Cumulative growth in federal expenditures, adjusted for inflation, during the Clinton years actually shrunk by 1.1 percent. Yet, in the Bush first term, it rose 15 percent.
“During President Bush’s first five years in office, the federal government increased by $616 billion,” Viguerie writes. “That’s a mammoth 33 percent jump in the size of the federal government in just his first five years! To put this in perspective, this increase of $616 billion is more than the entire federal budget in Jimmy Carter’s last years in office. And conservatives were complaining about Big Government back then! How can Bush, (Dennis) Hastert, (Bill) Frist and company look us in the eye and tell us they are fiscal conservatives when in five short years they increased the already-bloated government by more than the budget for the entire federal government when Ronald Reagan was assuming office?”
Another standard of comparison offered by Viguerie is discretionary domestic spending, adjusted for inflation.
“When we strip away defense, homeland security and entitlements and adjust for inflation, leaving only discretionary domestic spending, George W. Bush has grown the federal government at a faster pace than Lyndon Baines Johnson,” Viguerie writes. “His record for profligate spending is outmatched (for the time being) only by another Big Government Republican, Richard Nixon. And when Bush’s second term is over, there’s every reason to expect that Bush will hold the record as the president who’s grown the federal government at its fastest pace in modern times.”
- Johnson: 4.1 percent
- Nixon/Ford: 5 percent
- Carter: 1.6 percent
- Reagan: 1.4 percent
- Bush I: 3.8 percent
- Clinton: 2.1 percent
- Bush II: 4.8 percent
Viguerie compares the modern presidents on the use of the veto, too. While Johnson used the veto power 30 times, Nixon 43, Ford 66, Carter 31, Reagan 78, Bush I 44 and Clinton 36, Bush didn’t use it at all in his first term and has used it just once – for a non-spending issue – in his second term.

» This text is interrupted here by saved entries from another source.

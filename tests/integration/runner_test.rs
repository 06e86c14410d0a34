//! Integration tests for whole catalog runs.

use super::fixture;
use soccer_sql::db::DatasetClient;
use soccer_sql::error::SoccerSqlError;
use soccer_sql::output::{OutputFormat, ReportRenderer};
use soccer_sql::query::{catalog, QueryRunner};

#[tokio::test]
async fn test_full_run_succeeds_in_catalog_order() {
    let dataset = fixture::standard().await;
    let client = fixture::open(&dataset).await;
    let entries = catalog::select(&[]).unwrap();

    let report = QueryRunner::new(&client).run(&entries, false).await;
    client.close().await.unwrap();

    assert!(report.is_success(), "failures: {:?}", report.entries);
    assert_eq!(report.succeeded(), 20);
    let numbers: Vec<u8> = report.entries.iter().map(|e| e.entry.number).collect();
    assert_eq!(numbers, (1..=20).collect::<Vec<u8>>());
}

#[tokio::test]
async fn test_empty_dataset_runs_without_errors() {
    let dataset = fixture::empty().await;
    let client = fixture::open(&dataset).await;
    let entries = catalog::select(&[]).unwrap();

    let report = QueryRunner::new(&client).run(&entries, false).await;
    client.close().await.unwrap();

    assert!(report.is_success());
    for entry_report in &report.entries {
        let result = entry_report.result().unwrap();
        // Whole-table aggregates yield one all-NULL row; everything else is empty.
        assert!(
            result.is_empty() || result.is_all_null(),
            "{} returned data from empty tables",
            entry_report.entry.label()
        );
        assert!(!result.columns.is_empty());
    }
    for number in [14, 15, 17] {
        assert_eq!(report.entry(number).unwrap().result().unwrap().row_count, 1);
    }
}

#[tokio::test]
async fn test_runs_are_deterministic() {
    let dataset = fixture::standard().await;
    let entries = catalog::select(&[]).unwrap();

    let client = fixture::open(&dataset).await;
    let first = QueryRunner::new(&client).run(&entries, false).await;
    client.close().await.unwrap();

    let client = fixture::open(&dataset).await;
    let second = QueryRunner::new(&client).run(&entries, false).await;
    client.close().await.unwrap();

    for (a, b) in first.entries.iter().zip(&second.entries) {
        let (a, b) = (a.result().unwrap(), b.result().unwrap());
        assert!(a.same_data(b));
    }
}

#[tokio::test]
async fn test_missing_table_fails_only_its_entry() {
    let statements: Vec<&str> = fixture::SCHEMA
        .iter()
        .chain(fixture::SEED)
        .copied()
        .filter(|s| !s.contains("Player_Attributes"))
        .collect();
    let dataset = fixture::build_raw(&statements).await;
    let client = fixture::open(&dataset).await;
    let entries = catalog::select(&[]).unwrap();

    let report = QueryRunner::new(&client).run(&entries, false).await;
    client.close().await.unwrap();

    assert_eq!(report.entries.len(), 20);
    assert_eq!(report.failed(), 1);
    assert!(!report.is_success());

    let failed = report.entry(20).unwrap();
    let err = failed.outcome.as_ref().unwrap_err();
    assert!(matches!(err, SoccerSqlError::Query(_)));
    assert!(err.to_string().contains("query 20 [CASE]"));
    assert!(err.to_string().contains("Player_Attributes"));
}

#[tokio::test]
async fn test_fail_fast_stops_at_first_failure() {
    let statements: Vec<&str> = fixture::SCHEMA
        .iter()
        .copied()
        .filter(|s| !s.contains("CREATE TABLE Player ("))
        .collect();
    let dataset = fixture::build_raw(&statements).await;
    let client = fixture::open(&dataset).await;
    let entries = catalog::select(&[]).unwrap();

    let report = QueryRunner::new(&client).run(&entries, true).await;
    client.close().await.unwrap();

    // Query 6 is the first to read Player.
    assert_eq!(report.entries.len(), 6);
    assert!(!report.entries[5].is_success());
    assert_eq!(report.skipped, 14);
}

#[tokio::test]
async fn test_run_leaves_dataset_untouched() {
    let dataset = fixture::standard().await;
    let before = std::fs::read(&dataset.path).unwrap();
    let modified_before = std::fs::metadata(&dataset.path).unwrap().modified().unwrap();

    let client = fixture::open(&dataset).await;
    let entries = catalog::select(&[]).unwrap();
    QueryRunner::new(&client).run(&entries, false).await;
    client.close().await.unwrap();

    assert_eq!(std::fs::read(&dataset.path).unwrap(), before);
    assert_eq!(
        std::fs::metadata(&dataset.path).unwrap().modified().unwrap(),
        modified_before
    );
}

#[tokio::test]
async fn test_selected_subset_renders_as_json() {
    let dataset = fixture::standard().await;
    let client = fixture::open(&dataset).await;
    let entries = catalog::select(&[9, 2]).unwrap();

    let report = QueryRunner::new(&client).run(&entries, false).await;
    client.close().await.unwrap();

    let json = ReportRenderer::new(OutputFormat::Json, 1).render(&report);
    let parsed: serde_json::Value = serde_json::from_str(&json).unwrap();
    let items = parsed.as_array().unwrap();

    assert_eq!(items.len(), 2);
    assert_eq!(items[0]["number"], 2);
    assert_eq!(items[0]["status"], "ok");
    assert_eq!(items[0]["rows"][0]["name"], "Spain LIGA BBVA");
    assert_eq!(items[1]["concept"], "NULL");
    assert_eq!(items[1]["rows"][0]["player_name"], "Unknown Height");
}

#[tokio::test]
async fn test_text_report_lists_every_entry() {
    let dataset = fixture::standard().await;
    let client = fixture::open(&dataset).await;
    let entries = catalog::select(&[]).unwrap();

    let report = QueryRunner::new(&client).run(&entries, false).await;
    client.close().await.unwrap();

    let text = ReportRenderer::new(OutputFormat::Text, 3).render(&report);
    for entry in catalog::catalog() {
        assert!(text.contains(&format!("Query {} [{}]", entry.number, entry.concept)));
    }
    assert!(text.contains("20 of 20 queries succeeded, 0 failed"));
}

“Bush apologists give the excuse that it’s harder to veto bills that are passed by your own party,” Viguerie writes. “Yet LBJ and Carter each cast 30 or more vetoes while their own party controlled Congress. In fact, the all-time master of the veto was Franklin Delano Roosevelt. He used the veto power an incredible 636 times during his four terms – despite having a Democratic Congress with majorities as lopsided as 75-17 in the Senate and 333-89 in the House! Congress overrode his vetoes a mere nine times.”
Yet another formula for measuring presidential fiscal responsibility, according to Viguerie, is rescissions. Reagan used rescission power to rescind funds authorized by Congress. Ford rescinded $7.9 billion in spending. Carter rescinded $4.6 billion, Reagan $43.4 billion, Bush I $13.1 billion, Clinton $6.6 billion.
But George W. Bush has not rescinded even $1 in congressional spending.
“The best illustration of the corrupting influence of power on the Republicans is the explosion of pork-barrel spending projects since 2000,” says Viguerie.
Viguerie points to a 121 percent increase in pork-barrel earmarks in the first five years of the Bush administration.
“The size of the federal government is the single most important barometer of the health of the American republic,” writes Viguerie. “When domestic federal spending goes up, it’s a surefire indicator that something is wrong. And the way spending has been increasing under the Bush administration and the Republican Congress shows that things are seriously wrong.”